▶ _PROBLEM STATEMENT_: Among the entries below, one stretch runs from the line that contains "self.metrics.is_empty()" through the line that contains "filename crates/sw-core/src/numeric.rs". Repeat that stretch exactly, ends included, and only that.
Segment Start: DATASET ENTRIES
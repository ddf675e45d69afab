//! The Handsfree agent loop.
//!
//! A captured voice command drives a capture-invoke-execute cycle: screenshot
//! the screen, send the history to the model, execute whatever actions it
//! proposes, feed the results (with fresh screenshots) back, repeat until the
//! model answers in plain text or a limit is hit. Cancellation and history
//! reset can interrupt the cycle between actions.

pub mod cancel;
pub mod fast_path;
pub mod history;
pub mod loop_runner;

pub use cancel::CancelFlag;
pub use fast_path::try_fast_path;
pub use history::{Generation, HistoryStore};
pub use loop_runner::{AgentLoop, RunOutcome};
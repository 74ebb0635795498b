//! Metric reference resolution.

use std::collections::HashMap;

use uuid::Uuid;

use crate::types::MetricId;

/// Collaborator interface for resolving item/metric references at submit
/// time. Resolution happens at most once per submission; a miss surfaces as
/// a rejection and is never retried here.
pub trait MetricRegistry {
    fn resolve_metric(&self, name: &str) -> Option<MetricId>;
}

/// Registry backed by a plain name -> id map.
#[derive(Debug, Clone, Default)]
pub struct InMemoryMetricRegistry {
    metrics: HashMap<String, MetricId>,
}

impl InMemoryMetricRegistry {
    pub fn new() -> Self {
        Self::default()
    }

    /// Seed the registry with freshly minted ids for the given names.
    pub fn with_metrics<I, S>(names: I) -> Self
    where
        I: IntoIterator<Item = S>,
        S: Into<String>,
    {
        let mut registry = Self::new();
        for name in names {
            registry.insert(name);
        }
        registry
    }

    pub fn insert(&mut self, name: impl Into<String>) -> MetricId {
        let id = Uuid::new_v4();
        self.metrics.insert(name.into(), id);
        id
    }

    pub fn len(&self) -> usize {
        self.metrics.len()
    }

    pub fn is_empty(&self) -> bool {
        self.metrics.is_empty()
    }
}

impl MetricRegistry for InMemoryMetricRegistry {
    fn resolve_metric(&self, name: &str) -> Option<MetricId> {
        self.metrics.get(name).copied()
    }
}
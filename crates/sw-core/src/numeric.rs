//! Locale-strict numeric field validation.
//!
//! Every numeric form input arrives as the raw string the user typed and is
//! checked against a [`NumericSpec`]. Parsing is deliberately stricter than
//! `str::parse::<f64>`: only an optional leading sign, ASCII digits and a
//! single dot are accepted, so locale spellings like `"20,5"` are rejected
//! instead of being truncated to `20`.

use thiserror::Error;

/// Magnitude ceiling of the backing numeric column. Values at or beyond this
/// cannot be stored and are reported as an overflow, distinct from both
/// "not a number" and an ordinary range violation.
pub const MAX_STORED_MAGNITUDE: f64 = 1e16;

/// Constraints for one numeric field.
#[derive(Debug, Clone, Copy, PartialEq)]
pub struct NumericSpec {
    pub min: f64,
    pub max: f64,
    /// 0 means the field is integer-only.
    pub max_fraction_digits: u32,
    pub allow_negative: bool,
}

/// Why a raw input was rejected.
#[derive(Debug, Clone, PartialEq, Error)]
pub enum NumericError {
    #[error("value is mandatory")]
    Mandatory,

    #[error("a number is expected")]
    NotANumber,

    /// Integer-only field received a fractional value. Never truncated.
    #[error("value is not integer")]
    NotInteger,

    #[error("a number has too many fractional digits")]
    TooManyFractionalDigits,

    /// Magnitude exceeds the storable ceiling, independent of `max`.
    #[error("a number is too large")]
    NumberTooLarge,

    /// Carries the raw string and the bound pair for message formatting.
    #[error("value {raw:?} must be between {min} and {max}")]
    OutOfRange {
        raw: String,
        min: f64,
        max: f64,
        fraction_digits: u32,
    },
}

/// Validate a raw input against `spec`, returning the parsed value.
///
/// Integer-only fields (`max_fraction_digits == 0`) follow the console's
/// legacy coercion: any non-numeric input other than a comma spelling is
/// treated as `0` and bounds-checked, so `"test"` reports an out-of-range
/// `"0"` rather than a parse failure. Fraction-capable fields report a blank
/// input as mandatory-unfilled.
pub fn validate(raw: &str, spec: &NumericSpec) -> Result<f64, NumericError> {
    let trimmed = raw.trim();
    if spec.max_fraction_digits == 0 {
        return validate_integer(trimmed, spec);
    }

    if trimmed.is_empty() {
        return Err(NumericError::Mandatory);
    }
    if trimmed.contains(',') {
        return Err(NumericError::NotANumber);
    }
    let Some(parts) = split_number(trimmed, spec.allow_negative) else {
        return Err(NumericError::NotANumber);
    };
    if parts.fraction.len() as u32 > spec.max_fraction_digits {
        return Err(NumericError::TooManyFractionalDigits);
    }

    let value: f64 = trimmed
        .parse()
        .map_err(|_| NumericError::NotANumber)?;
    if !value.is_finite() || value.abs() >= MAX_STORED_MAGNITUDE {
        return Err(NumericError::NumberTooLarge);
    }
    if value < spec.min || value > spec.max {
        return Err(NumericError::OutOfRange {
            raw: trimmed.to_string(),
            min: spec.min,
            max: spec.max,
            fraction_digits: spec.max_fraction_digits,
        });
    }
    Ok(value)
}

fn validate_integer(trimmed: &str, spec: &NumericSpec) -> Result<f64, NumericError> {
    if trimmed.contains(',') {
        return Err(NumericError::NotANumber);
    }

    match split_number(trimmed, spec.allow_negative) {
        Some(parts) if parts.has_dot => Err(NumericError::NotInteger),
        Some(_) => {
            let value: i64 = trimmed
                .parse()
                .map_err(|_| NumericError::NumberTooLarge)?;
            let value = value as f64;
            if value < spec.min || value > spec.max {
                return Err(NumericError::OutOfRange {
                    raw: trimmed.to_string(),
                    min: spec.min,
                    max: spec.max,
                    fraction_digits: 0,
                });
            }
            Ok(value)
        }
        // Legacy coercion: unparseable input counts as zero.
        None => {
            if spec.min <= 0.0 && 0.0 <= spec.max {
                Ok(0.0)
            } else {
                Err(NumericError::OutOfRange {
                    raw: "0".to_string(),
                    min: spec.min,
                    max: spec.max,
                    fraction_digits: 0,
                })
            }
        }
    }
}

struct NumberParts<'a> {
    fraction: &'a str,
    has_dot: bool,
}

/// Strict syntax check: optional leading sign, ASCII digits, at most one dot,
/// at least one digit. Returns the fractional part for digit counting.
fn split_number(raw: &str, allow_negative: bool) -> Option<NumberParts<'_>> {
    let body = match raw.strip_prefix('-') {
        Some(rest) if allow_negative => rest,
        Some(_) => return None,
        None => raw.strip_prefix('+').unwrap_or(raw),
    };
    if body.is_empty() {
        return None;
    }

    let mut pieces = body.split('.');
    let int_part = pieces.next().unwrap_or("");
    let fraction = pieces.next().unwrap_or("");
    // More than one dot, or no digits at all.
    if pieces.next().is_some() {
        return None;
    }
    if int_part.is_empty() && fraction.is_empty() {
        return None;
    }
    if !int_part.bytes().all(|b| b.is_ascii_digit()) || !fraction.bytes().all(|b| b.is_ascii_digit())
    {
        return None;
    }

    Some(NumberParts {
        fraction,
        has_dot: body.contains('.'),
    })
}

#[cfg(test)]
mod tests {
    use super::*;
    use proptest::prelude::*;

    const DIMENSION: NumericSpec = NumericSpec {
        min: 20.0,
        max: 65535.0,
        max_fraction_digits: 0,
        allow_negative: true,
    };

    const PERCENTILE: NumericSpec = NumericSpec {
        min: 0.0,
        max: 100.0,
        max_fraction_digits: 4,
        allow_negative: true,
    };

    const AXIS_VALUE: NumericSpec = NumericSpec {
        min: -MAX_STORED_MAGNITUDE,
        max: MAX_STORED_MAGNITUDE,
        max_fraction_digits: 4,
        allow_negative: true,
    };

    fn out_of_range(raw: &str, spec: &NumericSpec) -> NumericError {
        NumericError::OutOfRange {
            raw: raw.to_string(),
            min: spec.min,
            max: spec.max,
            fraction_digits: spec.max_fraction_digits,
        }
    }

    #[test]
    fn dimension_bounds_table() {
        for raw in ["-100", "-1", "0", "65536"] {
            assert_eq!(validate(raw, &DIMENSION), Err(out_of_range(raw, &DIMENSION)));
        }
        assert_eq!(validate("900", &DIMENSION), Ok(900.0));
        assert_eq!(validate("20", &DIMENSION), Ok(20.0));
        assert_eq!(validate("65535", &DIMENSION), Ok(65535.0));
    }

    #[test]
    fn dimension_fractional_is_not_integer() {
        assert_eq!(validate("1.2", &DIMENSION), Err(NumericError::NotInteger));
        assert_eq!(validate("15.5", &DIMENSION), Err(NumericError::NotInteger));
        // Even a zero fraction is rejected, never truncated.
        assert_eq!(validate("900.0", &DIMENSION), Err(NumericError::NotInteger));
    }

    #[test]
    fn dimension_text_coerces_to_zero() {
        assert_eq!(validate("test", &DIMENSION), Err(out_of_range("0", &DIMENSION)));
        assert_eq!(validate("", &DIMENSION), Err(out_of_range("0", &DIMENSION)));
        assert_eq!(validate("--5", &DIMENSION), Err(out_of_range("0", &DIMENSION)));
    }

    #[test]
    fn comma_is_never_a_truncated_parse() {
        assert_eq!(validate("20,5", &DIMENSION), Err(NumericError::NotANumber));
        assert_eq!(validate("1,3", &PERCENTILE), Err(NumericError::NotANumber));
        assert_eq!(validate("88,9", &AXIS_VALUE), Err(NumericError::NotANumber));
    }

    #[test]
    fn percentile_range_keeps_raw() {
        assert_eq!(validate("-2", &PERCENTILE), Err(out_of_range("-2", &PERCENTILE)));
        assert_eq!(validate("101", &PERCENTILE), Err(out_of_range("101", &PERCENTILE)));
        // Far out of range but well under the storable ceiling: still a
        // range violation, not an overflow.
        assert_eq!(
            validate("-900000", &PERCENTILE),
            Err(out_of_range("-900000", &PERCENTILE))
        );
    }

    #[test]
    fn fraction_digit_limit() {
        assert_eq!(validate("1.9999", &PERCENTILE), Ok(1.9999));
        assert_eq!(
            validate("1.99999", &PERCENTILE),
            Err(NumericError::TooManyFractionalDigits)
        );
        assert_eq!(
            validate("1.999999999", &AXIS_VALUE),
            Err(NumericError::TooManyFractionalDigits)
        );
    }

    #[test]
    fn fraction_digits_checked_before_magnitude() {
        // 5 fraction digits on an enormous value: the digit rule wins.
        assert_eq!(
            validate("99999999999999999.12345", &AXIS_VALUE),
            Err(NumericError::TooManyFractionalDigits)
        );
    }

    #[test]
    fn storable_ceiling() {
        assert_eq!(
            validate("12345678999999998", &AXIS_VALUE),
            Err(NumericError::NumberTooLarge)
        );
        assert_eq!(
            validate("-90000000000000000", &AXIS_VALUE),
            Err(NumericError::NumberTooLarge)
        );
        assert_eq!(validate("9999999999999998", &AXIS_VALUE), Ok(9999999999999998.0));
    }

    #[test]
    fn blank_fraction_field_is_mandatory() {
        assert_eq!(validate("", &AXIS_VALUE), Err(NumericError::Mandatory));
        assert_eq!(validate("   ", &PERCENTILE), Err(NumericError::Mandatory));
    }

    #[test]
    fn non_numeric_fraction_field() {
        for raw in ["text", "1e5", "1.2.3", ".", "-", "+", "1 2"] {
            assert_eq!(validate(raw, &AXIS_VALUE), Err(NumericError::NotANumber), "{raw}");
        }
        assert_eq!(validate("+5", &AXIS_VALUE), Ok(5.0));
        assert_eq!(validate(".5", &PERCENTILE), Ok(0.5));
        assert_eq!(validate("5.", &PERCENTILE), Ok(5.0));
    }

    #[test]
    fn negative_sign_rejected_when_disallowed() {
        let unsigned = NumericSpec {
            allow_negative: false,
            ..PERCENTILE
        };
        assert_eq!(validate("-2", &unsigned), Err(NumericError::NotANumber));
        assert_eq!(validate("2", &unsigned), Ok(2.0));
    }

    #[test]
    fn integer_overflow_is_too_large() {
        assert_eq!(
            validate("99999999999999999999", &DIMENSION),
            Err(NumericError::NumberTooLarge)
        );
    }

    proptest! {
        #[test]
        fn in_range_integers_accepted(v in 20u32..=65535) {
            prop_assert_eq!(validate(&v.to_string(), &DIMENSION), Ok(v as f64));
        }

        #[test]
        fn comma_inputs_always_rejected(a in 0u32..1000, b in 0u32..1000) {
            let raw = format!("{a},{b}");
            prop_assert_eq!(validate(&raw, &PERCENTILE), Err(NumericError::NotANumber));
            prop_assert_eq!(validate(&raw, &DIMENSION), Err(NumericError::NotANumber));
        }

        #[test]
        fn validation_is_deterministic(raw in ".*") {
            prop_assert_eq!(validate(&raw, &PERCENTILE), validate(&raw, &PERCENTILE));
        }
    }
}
Segment End: DATASET ENTRIES
▶ _ANSWER FOR THIS EXERCISE_:
        self.metrics.is_empty()
    }
}

impl MetricRegistry for InMemoryMetricRegistry {
    fn resolve_metric(&self, name: &str) -> Option<MetricId> {
        self.metrics.get(name).copied()
    }
}
filename crates/sw-core/src/numeric.rs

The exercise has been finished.